No fue el mejor partido el que Boca hizo ante Defensa y Justicia. Tampoco el peor. El Xeneize necesitaba un triunfo e hizo méritos para quedarse con los tres puntos en La Bombonera. También sufrió. Dominó un ratito y fue dominado el resto del tiempo. Quizás esta noche exponga la gran diferencia entre lo que propone Sebastián Battaglia y lo que poponía Miguel Ángel Russo: va al golpe por golpe, propone y no tiene miedo de tomar riesgos. La buena noticia es que las intenciones del DT empiezan a tomar forma. ¿Qué falta para tener al equipo ideal?
LO MEJOR DEL EMPATE EN LA BOMBONERA ENTRE BOCA Y DEFENSA
La gran incógnita para Battaglia está en el mediocampo. Y es que si hay algo que quedó claro hasta ahora es que el DT va a jugar con un engache, como le gusta a Juan Román Riquelme y al Consejo de Fútbol. Primero fue Juan Ramírez, pero las buenas actuaciones desde el banco de Aaron Molinas, en conjunto con el conocimiento que él tiene sobre los juveniles gracias a haberlos dirigido en Reserva, hicieron que se gane un lugar en el once. Su salida en el inicio del complemento, de hecho, resintió al rendimiento del cuadro local.

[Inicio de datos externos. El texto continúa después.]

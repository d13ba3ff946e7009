//! Whole-table snapshot persistence.
//!
//! A snapshot is an opaque byte blob: magic, format version, the
//! backing index kind, the schema, the tuples in insertion order, and
//! a CRC32 trailer over everything before it. The engine guarantees
//! round-trip identity on the table's observable state (schema and
//! ordered tuple list; the index is rebuilt on load) without fixing
//! the bit layout for callers.

use std::fs;
use std::io::{self, Read, Write};
use std::path::{Path, PathBuf};

use bytes::{Buf, BufMut, Bytes, BytesMut};
use reldb_common::{Domain, IndexKind, RelError, Result, Scalar};
use tracing::debug;

use crate::schema::Schema;
use crate::table::Table;
use crate::tuple::Tuple;

/// Filename extension for named table snapshots.
pub const SNAPSHOT_EXT: &str = "dbf";

const MAGIC: &[u8; 4] = b"RDBS";
const VERSION: u16 = 1;

/// Writes a snapshot of the table to the byte sink. The sink is
/// flushed before returning.
pub fn save<W: Write>(table: &Table, mut sink: W) -> Result<()> {
    let body = encode(table);
    debug!(relation = %table.name(), bytes = body.len(), "save snapshot");
    sink.write_all(&body)?;
    sink.flush()?;
    Ok(())
}

/// Reads a snapshot from the byte source and rebuilds the table,
/// including its primary-key index.
pub fn load<R: Read>(mut source: R) -> Result<Table> {
    let mut data = Vec::new();
    source.read_to_end(&mut data)?;
    if data.len() < MAGIC.len() + 2 + 4 {
        return Err(RelError::SnapshotCorrupted("snapshot too short".to_string()));
    }

    let (body, trailer) = data.split_at(data.len() - 4);
    let stored = u32::from_le_bytes([trailer[0], trailer[1], trailer[2], trailer[3]]);
    let computed = crc32fast::hash(body);
    if stored != computed {
        return Err(RelError::SnapshotCorrupted(format!(
            "checksum mismatch: stored={}, computed={}",
            stored, computed
        )));
    }

    let table = decode(body)?;
    debug!(relation = %table.name(), rows = table.len(), "load snapshot");
    Ok(table)
}

impl Table {
    /// Saves this table as `<dir>/<name>.dbf`, creating the directory
    /// if needed. Returns the written path.
    pub fn save_in(&self, dir: impl AsRef<Path>) -> Result<PathBuf> {
        let dir = dir.as_ref();
        fs::create_dir_all(dir)?;
        let path = dir.join(format!("{}.{}", self.name(), SNAPSHOT_EXT));
        let file = fs::File::create(&path)?;
        save(self, io::BufWriter::new(file))?;
        Ok(path)
    }

    /// Loads the table saved under the given name in `dir`.
    pub fn load_named(dir: impl AsRef<Path>, name: &str) -> Result<Table> {
        let path = dir.as_ref().join(format!("{}.{}", name, SNAPSHOT_EXT));
        let file = fs::File::open(path)?;
        load(io::BufReader::new(file))
    }
}

fn kind_tag(kind: IndexKind) -> u8 {
    match kind {
        IndexKind::BTree => 0,
        IndexKind::ExtHash => 1,
        IndexKind::LinHash => 2,
    }
}

fn kind_from_tag(tag: u8) -> Result<IndexKind> {
    match tag {
        0 => Ok(IndexKind::BTree),
        1 => Ok(IndexKind::ExtHash),
        2 => Ok(IndexKind::LinHash),
        _ => Err(RelError::SnapshotCorrupted(format!(
            "invalid index kind tag: {}",
            tag
        ))),
    }
}

fn encode(table: &Table) -> Bytes {
    let schema = table.schema();
    let mut buf = BytesMut::new();

    buf.put_slice(MAGIC);
    buf.put_u16_le(VERSION);
    buf.put_u8(kind_tag(table.index_kind()));

    put_name(&mut buf, schema.name());
    buf.put_u16_le(schema.arity() as u16);
    for (attr, domain) in schema.attributes().iter().zip(schema.domains()) {
        put_name(&mut buf, attr);
        buf.put_u8(*domain as u8);
    }
    buf.put_u16_le(schema.key().len() as u16);
    for attr in schema.key() {
        put_name(&mut buf, attr);
    }

    buf.put_u32_le(table.len() as u32);
    for tuple in table.tuples() {
        for value in tuple.values() {
            put_scalar(&mut buf, value);
        }
    }

    let checksum = crc32fast::hash(&buf);
    buf.put_u32_le(checksum);
    buf.freeze()
}

fn decode(mut buf: &[u8]) -> Result<Table> {
    ensure(buf.remaining(), MAGIC.len() + 2 + 1)?;
    let mut magic = [0u8; 4];
    buf.copy_to_slice(&mut magic);
    if &magic != MAGIC {
        return Err(RelError::SnapshotCorrupted("bad magic".to_string()));
    }
    let version = buf.get_u16_le();
    if version != VERSION {
        return Err(RelError::SnapshotCorrupted(format!(
            "unsupported format version: {}",
            version
        )));
    }
    let kind = kind_from_tag(buf.get_u8())?;

    let name = get_name(&mut buf)?;

    ensure(buf.remaining(), 2)?;
    let arity = buf.get_u16_le() as usize;
    let mut attributes = Vec::with_capacity(arity);
    let mut domains = Vec::with_capacity(arity);
    for _ in 0..arity {
        attributes.push(get_name(&mut buf)?);
        ensure(buf.remaining(), 1)?;
        domains.push(Domain::try_from(buf.get_u8())?);
    }

    ensure(buf.remaining(), 2)?;
    let key_len = buf.get_u16_le() as usize;
    let mut key = Vec::with_capacity(key_len);
    for _ in 0..key_len {
        key.push(get_name(&mut buf)?);
    }

    let attr_refs: Vec<&str> = attributes.iter().map(String::as_str).collect();
    let key_refs: Vec<&str> = key.iter().map(String::as_str).collect();
    let schema = Schema::new(name, &attr_refs, &domains, &key_refs)?;

    ensure(buf.remaining(), 4)?;
    let rows = buf.get_u32_le() as usize;
    let mut table = Table::with_index(schema, kind);
    for _ in 0..rows {
        let mut values = Vec::with_capacity(arity);
        for domain in &domains {
            values.push(get_scalar(&mut buf, *domain)?);
        }
        table.insert(Tuple::new(values))?;
    }

    if buf.has_remaining() {
        return Err(RelError::SnapshotCorrupted(format!(
            "{} trailing bytes",
            buf.remaining()
        )));
    }
    Ok(table)
}

fn put_name(buf: &mut BytesMut, name: &str) {
    buf.put_u16_le(name.len() as u16);
    buf.put_slice(name.as_bytes());
}

fn get_name(buf: &mut &[u8]) -> Result<String> {
    ensure(buf.remaining(), 2)?;
    let len = buf.get_u16_le() as usize;
    ensure(buf.remaining(), len)?;
    let bytes = buf.copy_to_bytes(len);
    String::from_utf8(bytes.to_vec())
        .map_err(|_| RelError::SnapshotCorrupted("name is not valid UTF-8".to_string()))
}

fn put_scalar(buf: &mut BytesMut, value: &Scalar) {
    buf.put_u8(value.domain() as u8);
    match value {
        Scalar::Int8(v) => buf.put_i8(*v),
        Scalar::Int16(v) => buf.put_i16_le(*v),
        Scalar::Int32(v) => buf.put_i32_le(*v),
        Scalar::Int64(v) => buf.put_i64_le(*v),
        Scalar::Float32(v) => buf.put_f32_le(*v),
        Scalar::Float64(v) => buf.put_f64_le(*v),
        Scalar::Char(v) => buf.put_u32_le(*v as u32),
        Scalar::Text(v) => {
            buf.put_u32_le(v.len() as u32);
            buf.put_slice(v.as_bytes());
        }
    }
}

fn get_scalar(buf: &mut &[u8], expected: Domain) -> Result<Scalar> {
    ensure(buf.remaining(), 1)?;
    let domain = Domain::try_from(buf.get_u8())?;
    if domain != expected {
        return Err(RelError::SnapshotCorrupted(format!(
            "value tagged {} where schema expects {}",
            domain, expected
        )));
    }
    let value = match domain {
        Domain::Int8 => {
            ensure(buf.remaining(), 1)?;
            Scalar::Int8(buf.get_i8())
        }
        Domain::Int16 => {
            ensure(buf.remaining(), 2)?;
            Scalar::Int16(buf.get_i16_le())
        }
        Domain::Int32 => {
            ensure(buf.remaining(), 4)?;
            Scalar::Int32(buf.get_i32_le())
        }
        Domain::Int64 => {
            ensure(buf.remaining(), 8)?;
            Scalar::Int64(buf.get_i64_le())
        }
        Domain::Float32 => {
            ensure(buf.remaining(), 4)?;
            Scalar::Float32(buf.get_f32_le())
        }
        Domain::Float64 => {
            ensure(buf.remaining(), 8)?;
            Scalar::Float64(buf.get_f64_le())
        }
        Domain::Char => {
            ensure(buf.remaining(), 4)?;
            let code = buf.get_u32_le();
            char::from_u32(code)
                .map(Scalar::Char)
                .ok_or_else(|| {
                    RelError::SnapshotCorrupted(format!("invalid char code point: {}", code))
                })?
        }
        Domain::Text => {
            ensure(buf.remaining(), 4)?;
            let len = buf.get_u32_le() as usize;
            ensure(buf.remaining(), len)?;
            let bytes = buf.copy_to_bytes(len);
            Scalar::Text(String::from_utf8(bytes.to_vec()).map_err(|_| {
                RelError::SnapshotCorrupted("text value is not valid UTF-8".to_string())
            })?)
        }
    };
    Ok(value)
}

fn ensure(remaining: usize, bytes: usize) -> Result<()> {
    if remaining < bytes {
        Err(RelError::SnapshotCorrupted("truncated snapshot".to_string()))
    } else {
        Ok(())
    }
}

Sin embargo, no es uno o el otro. Molinas arma el juego, pero Ramírez lo desequilibra, por lo que el entrenador piensa a ambos en cancha. La duda está entre otros chicos de inferiores: por un lado, el ímpetu de Cristian Medina; por el otro, el cerebro de Agustín Almendra. El de Moreno había arrancado muy bien con Russo, pero sus buenos mas breves momentos no terminan de convencer al cuerpo técnico, que ven en el de San Francisco Solano a un futbolista más consolidado y completo. Para enfrentar a los de Beccacece optó por Diego González, una apuesta que no le funcionó.
Y es que Jorman Campuzano, por ahora, parece haber vuelto a ser aquel del inicio del 2020. Logró adueñarse de la mitad de la cancha y, más importante, hizo olvidar los pedidos a los gritos por Alan Varela, que resonaban en Brandsen 805 hasta hace un mes. Como con Pol Fernández en aquellos primeros meses previos a la pandemia, el volante colombiano se siente cómodo cuando no tiene que repartirse la cancha.
Son cinco jugadores para cuatro lugares. Battaglia tendrá que resolver sus preguntas y terminar de arriesgarse si quiere que Boca juegue como él pretende. Está muy cerca y, sin dudas, la mejoría es notable. Falta esa última vuelta de tuerca -y un poco de suerte- para poder conjugar a todos dentro del campo de juego.